Gone with the Wind
- Carola Schmid
- 6. Aug. 2024
- 7 Min. Lesezeit
Aktualisiert: 15. Aug. 2024
Am Montagmorgen, 15. Juli 2024 liegen wir nur noch zur dritt in der Bucht Torre di Stelle vor Anker. Das Wochenende ist vorbei und es sind Backbord von uns ein Franzose und Steuerbord ein Deutscher. Das Wasser strahlt im schönsten Türkis und der Wind weht angenehm durchs Boot. Wir beginnen unseren Tag mit einem Landspaziergang und erkunden die wilden, kakteenüberwucherten Wälder.

Erdkunde: Thema Kakteengewächse.
Drohnenflug.
Bevor es zurück aufs Boot geht, kann sich Kiano im Sand austoben, währenddessen geniessen wir beide einen Cappuccino und den Blick auf unsere "Alegre". Zurück auf dem Boot macht der kleine Mann seinen Mittagsschlaf und Pascal widmet sich seinem neu entdeckten Sport dem Freitauchen. Zur Zeit fühlt es sich wie Urlaub an. Die Arbeiten am/ums Boot sind erledigt, wobei man sagen muss es gäbe da doch noch so einige kleinere Arbeiten, aber die lassen auf sich warten, und wir können die Familienzeit richtig intensiv geniessen und lassen uns einfach vom Wind treiben. Am letzten Abend in dieser Bucht sind wir alleine und werden bei der Dämmerung tatsächlich von Delfinen vor Anker besucht. Was für ein unvergesslicher Moment und dabei noch ein traumhafter Sonnenuntergang.

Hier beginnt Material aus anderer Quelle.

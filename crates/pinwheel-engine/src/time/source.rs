use std::cell::Cell;
use std::rc::Rc;
use std::time::{Instant, UNIX_EPOCH};

/// Source of timestamps for a `FrameClock`.
///
/// Timestamps are seconds since an arbitrary origin that stays fixed for the
/// lifetime of the source. Only differences between readings are meaningful.
pub trait TimeSource {
    fn now(&self) -> f64;
}

impl<T: TimeSource + ?Sized> TimeSource for Box<T> {
    #[inline]
    fn now(&self) -> f64 {
        (**self).now()
    }
}

impl<T: TimeSource + ?Sized> TimeSource for &T {
    #[inline]
    fn now(&self) -> f64 {
        (**self).now()
    }
}

/// Monotonic time backed by `std::time::Instant`. Never goes backwards.
#[derive(Debug, Copy, Clone)]
pub struct MonotonicTime {
    origin: Instant,
}

impl MonotonicTime {
    pub fn new() -> Self {
        Self { origin: Instant::now() }
    }
}

impl Default for MonotonicTime {
    fn default() -> Self {
        Self::new()
    }
}

impl TimeSource for MonotonicTime {
    #[inline]
    fn now(&self) -> f64 {
        self.origin.elapsed().as_secs_f64()
    }
}

/// Wall-clock time (seconds since the Unix epoch).
///
/// Follows system clock adjustments, so consecutive readings may decrease.
#[derive(Debug, Copy, Clone, Default)]
pub struct WallTime;

impl TimeSource for WallTime {
    fn now(&self) -> f64 {
        match std::time::SystemTime::now().duration_since(UNIX_EPOCH) {
            Ok(d) => d.as_secs_f64(),
            Err(e) => -e.duration().as_secs_f64(),
        }
    }
}

/// Manually driven time.
///
/// Clones share the same underlying value, so a test can keep one handle while
/// a clock owns another.
#[derive(Debug, Clone, Default)]
pub struct ManualTime {
    now: Rc<Cell<f64>>,
}

impl ManualTime {
    pub fn new(start: f64) -> Self {
        Self { now: Rc::new(Cell::new(start)) }
    }

    pub fn set(&self, now: f64) {
        self.now.set(now);
    }

    /// Moves time by `secs`. Negative values move it backwards.
    pub fn advance(&self, secs: f64) {
        self.now.set(self.now.get() + secs);
    }
}

impl TimeSource for ManualTime {
    #[inline]
    fn now(&self) -> f64 {
        self.now.get()
    }
}
use bytemuck::{Pod, Zeroable};
use glam::Mat4;
use wgpu::util::DeviceExt;

use crate::render::{RenderCtx, RenderTarget};

/// Vertex with a homogeneous position and an RGB colour.
///
/// Shader bindings: `a_position` at location 0, `a_colour` at location 1.
#[repr(C)]
#[derive(Debug, Copy, Clone, PartialEq, Pod, Zeroable)]
pub struct MeshVertex {
    pub position: [f32; 4],
    pub colour: [f32; 3],
}

impl MeshVertex {
    const ATTRS: [wgpu::VertexAttribute; 2] = wgpu::vertex_attr_array![
        0 => Float32x4, // a_position
        1 => Float32x3  // a_colour
    ];

    #[inline]
    pub const fn new(position: [f32; 4], colour: [f32; 3]) -> Self {
        Self { position, colour }
    }

    pub fn layout() -> wgpu::VertexBufferLayout<'static> {
        wgpu::VertexBufferLayout {
            array_stride: std::mem::size_of::<MeshVertex>() as u64,
            step_mode: wgpu::VertexStepMode::Vertex,
            attributes: &Self::ATTRS,
        }
    }
}

/// GPU-resident vertex + index buffers.
pub struct Mesh {
    vertex_buffer: wgpu::Buffer,
    index_buffer: wgpu::Buffer,
    index_count: u32,
}

impl Mesh {
    /// Uploads `vertices` and `indices` into new immutable buffers.
    pub fn upload(
        device: &wgpu::Device,
        label: &str,
        vertices: &[MeshVertex],
        indices: &[u32],
    ) -> Self {
        let vertex_buffer = device.create_buffer_init(&wgpu::util::BufferInitDescriptor {
            label: Some(&format!("{label} vbo")),
            contents: bytemuck::cast_slice(vertices),
            usage: wgpu::BufferUsages::VERTEX,
        });

        let index_buffer = device.create_buffer_init(&wgpu::util::BufferInitDescriptor {
            label: Some(&format!("{label} ibo")),
            contents: bytemuck::cast_slice(indices),
            usage: wgpu::BufferUsages::INDEX,
        });

        log::debug!(
            "mesh \"{label}\": uploaded {} vertices, {} indices",
            vertices.len(),
            indices.len()
        );

        Self {
            vertex_buffer,
            index_buffer,
            index_count: indices.len() as u32,
        }
    }
}

#[repr(C)]
#[derive(Debug, Copy, Clone, Pod, Zeroable)]
struct ModelUniform {
    matrix: [[f32; 4]; 4], // column-major
}

impl ModelUniform {
    fn from_mat4(m: Mat4) -> Self {
        Self {
            matrix: m.to_cols_array_2d(),
        }
    }
}

/// Draws one indexed triangle mesh with a model-matrix uniform.
///
/// Pipeline and bindings are created lazily and rebuilt when the surface
/// format changes.
#[derive(Default)]
pub struct MeshRenderer {
    pipeline_format: Option<wgpu::TextureFormat>,
    pipeline: Option<wgpu::RenderPipeline>,

    bind_group_layout: Option<wgpu::BindGroupLayout>,
    bind_group: Option<wgpu::BindGroup>,
    model_ubo: Option<wgpu::Buffer>,
}

impl MeshRenderer {
    pub fn new() -> Self {
        Self::default()
    }

    /// Writes `model` into the uniform read by the vertex shader.
    pub fn set_model_matrix(&mut self, ctx: &RenderCtx<'_>, model: Mat4) {
        self.ensure_pipeline(ctx);
        self.ensure_bindings(ctx);

        let Some(ubo) = self.model_ubo.as_ref() else { return };
        ctx.queue
            .write_buffer(ubo, 0, bytemuck::bytes_of(&ModelUniform::from_mat4(model)));
    }

    /// Renders `mesh` transformed by `model` into `target`, preserving existing contents.
    pub fn render(
        &mut self,
        ctx: &RenderCtx<'_>,
        target: &mut RenderTarget<'_>,
        mesh: &Mesh,
        model: Mat4,
    ) {
        if mesh.index_count == 0 {
            return;
        }

        self.set_model_matrix(ctx, model);

        let Some(pipeline) = self.pipeline.as_ref() else { return };
        let Some(bind_group) = self.bind_group.as_ref() else { return };

        let mut rpass = target.encoder.begin_render_pass(&wgpu::RenderPassDescriptor {
            label: Some("pinwheel mesh pass"),
            color_attachments: &[Some(wgpu::RenderPassColorAttachment {
                view: target.color_view,
                resolve_target: None,
                ops: wgpu::Operations {
                    load: wgpu::LoadOp::Load,
                    store: wgpu::StoreOp::Store,
                },
                depth_slice: None,
            })],
            depth_stencil_attachment: None,
            timestamp_writes: None,
            occlusion_query_set: None,
            multiview_mask: None,
        });

        rpass.set_pipeline(pipeline);
        rpass.set_bind_group(0, bind_group, &[]);
        rpass.set_vertex_buffer(0, mesh.vertex_buffer.slice(..));
        rpass.set_index_buffer(mesh.index_buffer.slice(..), wgpu::IndexFormat::Uint32);
        rpass.draw_indexed(0..mesh.index_count, 0, 0..1);
    }

    fn ensure_pipeline(&mut self, ctx: &RenderCtx<'_>) {
        if self.pipeline_format == Some(ctx.surface_format) && self.pipeline.is_some() {
            return;
        }

        log::debug!("mesh renderer: building pipeline for {:?}", ctx.surface_format);

        let shader_src = include_str!("shaders/mesh.wgsl");
        let shader = ctx.device.create_shader_module(wgpu::ShaderModuleDescriptor {
            label: Some("pinwheel mesh shader"),
            source: wgpu::ShaderSource::Wgsl(shader_src.into()),
        });

        let bind_group_layout =
            ctx.device
                .create_bind_group_layout(&wgpu::BindGroupLayoutDescriptor {
                    label: Some("pinwheel mesh bgl"),
                    entries: &[wgpu::BindGroupLayoutEntry {
                        binding: 0,
                        visibility: wgpu::ShaderStages::VERTEX,
                        ty: wgpu::BindingType::Buffer {
                            ty: wgpu::BufferBindingType::Uniform,
                            has_dynamic_offset: false,
                            min_binding_size: wgpu::BufferSize::new(
                                std::mem::size_of::<ModelUniform>() as u64,
                            ),
                        },
                        count: None,
                    }],
                });

        let pipeline_layout =
            ctx.device
                .create_pipeline_layout(&wgpu::PipelineLayoutDescriptor {
                    label: Some("pinwheel mesh pipeline layout"),
                    bind_group_layouts: &[&bind_group_layout],
                    immediate_size: 0,
                });

        let pipeline = ctx.device.create_render_pipeline(&wgpu::RenderPipelineDescriptor {
            label: Some("pinwheel mesh pipeline"),
            layout: Some(&pipeline_layout),

            vertex: wgpu::VertexState {
                module: &shader,
                entry_point: Some("vs_main"),
                compilation_options: Default::default(),
                buffers: &[MeshVertex::layout()],
            },

            fragment: Some(wgpu::FragmentState {
                module: &shader,
                entry_point: Some("fs_main"),
                compilation_options: Default::default(),
                targets: &[Some(wgpu::ColorTargetState {
                    format: ctx.surface_format,
                    blend: Some(wgpu::BlendState::REPLACE),
                    write_mask: wgpu::ColorWrites::ALL,
                })],
            }),

            primitive: wgpu::PrimitiveState {
                topology: wgpu::PrimitiveTopology::TriangleList,
                strip_index_format: None,
                front_face: wgpu::FrontFace::Ccw,
                // The arrowhead's two triangles wind in opposite directions.
                cull_mode: None,
                polygon_mode: wgpu::PolygonMode::Fill,
                unclipped_depth: false,
                conservative: false,
            },

            depth_stencil: None,
            multisample: wgpu::MultisampleState::default(),
            multiview_mask: None,
            cache: None,
        });

        self.pipeline_format = Some(ctx.surface_format);
        self.pipeline = Some(pipeline);
        self.bind_group_layout = Some(bind_group_layout);

        self.bind_group = None;
        self.model_ubo = None;
    }

    fn ensure_bindings(&mut self, ctx: &RenderCtx<'_>) {
        if self.bind_group.is_some() && self.model_ubo.is_some() {
            return;
        }
        let Some(bgl) = self.bind_group_layout.as_ref() else { return };

        let model_ubo = ctx.device.create_buffer(&wgpu::BufferDescriptor {
            label: Some("pinwheel mesh model ubo"),
            size: std::mem::size_of::<ModelUniform>() as u64,
            usage: wgpu::BufferUsages::UNIFORM | wgpu::BufferUsages::COPY_DST,
            mapped_at_creation: false,
        });

        let bind_group = ctx.device.create_bind_group(&wgpu::BindGroupDescriptor {
            label: Some("pinwheel mesh bind group"),
            layout: bgl,
            entries: &[wgpu::BindGroupEntry {
                binding: 0,
                resource: model_ubo.as_entire_binding(),
            }],
        });

        self.model_ubo = Some(model_ubo);
        self.bind_group = Some(bind_group);
    }
}

#[cfg(test)]
mod tests {
    use super::*;

    #[test]
    fn vertex_layout_matches_struct() {
        let layout = MeshVertex::layout();
        assert_eq!(layout.array_stride, 28);
        assert_eq!(layout.attributes.len(), 2);
        assert_eq!(layout.attributes[0].shader_location, 0);
        assert_eq!(layout.attributes[1].offset, 16);
        assert_eq!(layout.attributes[1].format, wgpu::VertexFormat::Float32x3);
    }

    #[test]
    fn model_uniform_is_column_major() {
        let m = Mat4::from_translation(glam::Vec3::new(-0.5, 0.25, 0.0));
        let u = ModelUniform::from_mat4(m);
        assert_eq!(u.matrix[3], [-0.5, 0.25, 0.0, 1.0]);
        assert_eq!(std::mem::size_of::<ModelUniform>(), 64);
    }

    #[test]
    fn vertex_bytes_are_tightly_packed() {
        let v = [MeshVertex::new([0.0, 1.0, 0.0, 1.0], [1.0, 0.0, 1.0])];
        let bytes: &[u8] = bytemuck::cast_slice(&v);
        assert_eq!(bytes.len(), 28);
    }
}
//! Time subsystem.
//!
//! Provides stable, testable frame timing utilities without coupling to the runtime.
//! Intended usage:
//! - one `FrameClock` per animated scene (or per render loop)
//! - call `tick()` once per presented frame to obtain `FrameTime`
//! - inject a `TimeSource` where determinism matters (tests, replays)

mod frame_clock;
mod source;

pub use frame_clock::{FrameClock, FrameTime};
pub use source::{ManualTime, MonotonicTime, TimeSource, WallTime};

Seht ihr auch den Riesen schlafen?
Am Mittwoch, 17. Juli passt die Windrichtung und wir verlegen in die Bucht Baia di Nora, welche südwestlich in der Bucht von Cagliari liegt. Mit gemütlichen 5 Knoten segeln wir in den Westen von Sardinien.
Überfahrt in die Baia de Nora. Aus geplanten 3 Nächten wurden 8 Nächte.
Nach 4 Stunden und 20 Seemeilen werfen wir den Anker und geniessen ein kühles Bad. Für die nächsten Tage kommt der Mistral auf, welcher mit knapp 30 Knoten in der Böe vorhergesagt ist und dies ist die vorab letzte Bucht, welche durch das vorgelagerte Gebirge noch geschützt ist von den stürmischen Winden. Ab Montag sollte der Mistral nachlassen und wir planen dann weiter in den Süden zu segeln. Bis dahin geniessen wir den traumhaften Ort. Mittlerweile sind bereits 7 Tage vergangen, seit wir den letzten Einkauf getätigt haben und das Gemüse und die Früchte neigen sich dem Ende zu. Glücklicherweise hat es vom Strand in die Stadt einen Bus. Dieser Fährt zwar lediglich knapp alle 3 Stunden, erspart uns jedoch 40 Minuten Fussmarsch bei knapp 35 Grad Aussentemperatur. Somit machen wir uns am Freitagmorgen um 08:00 Uhr mit dem Dinghy auf den Weg ans Land, um den ersten Bus ins Dorf zu erwischen. Voll bepackt kommen wir gegen Mittag wieder auf dem Boot an.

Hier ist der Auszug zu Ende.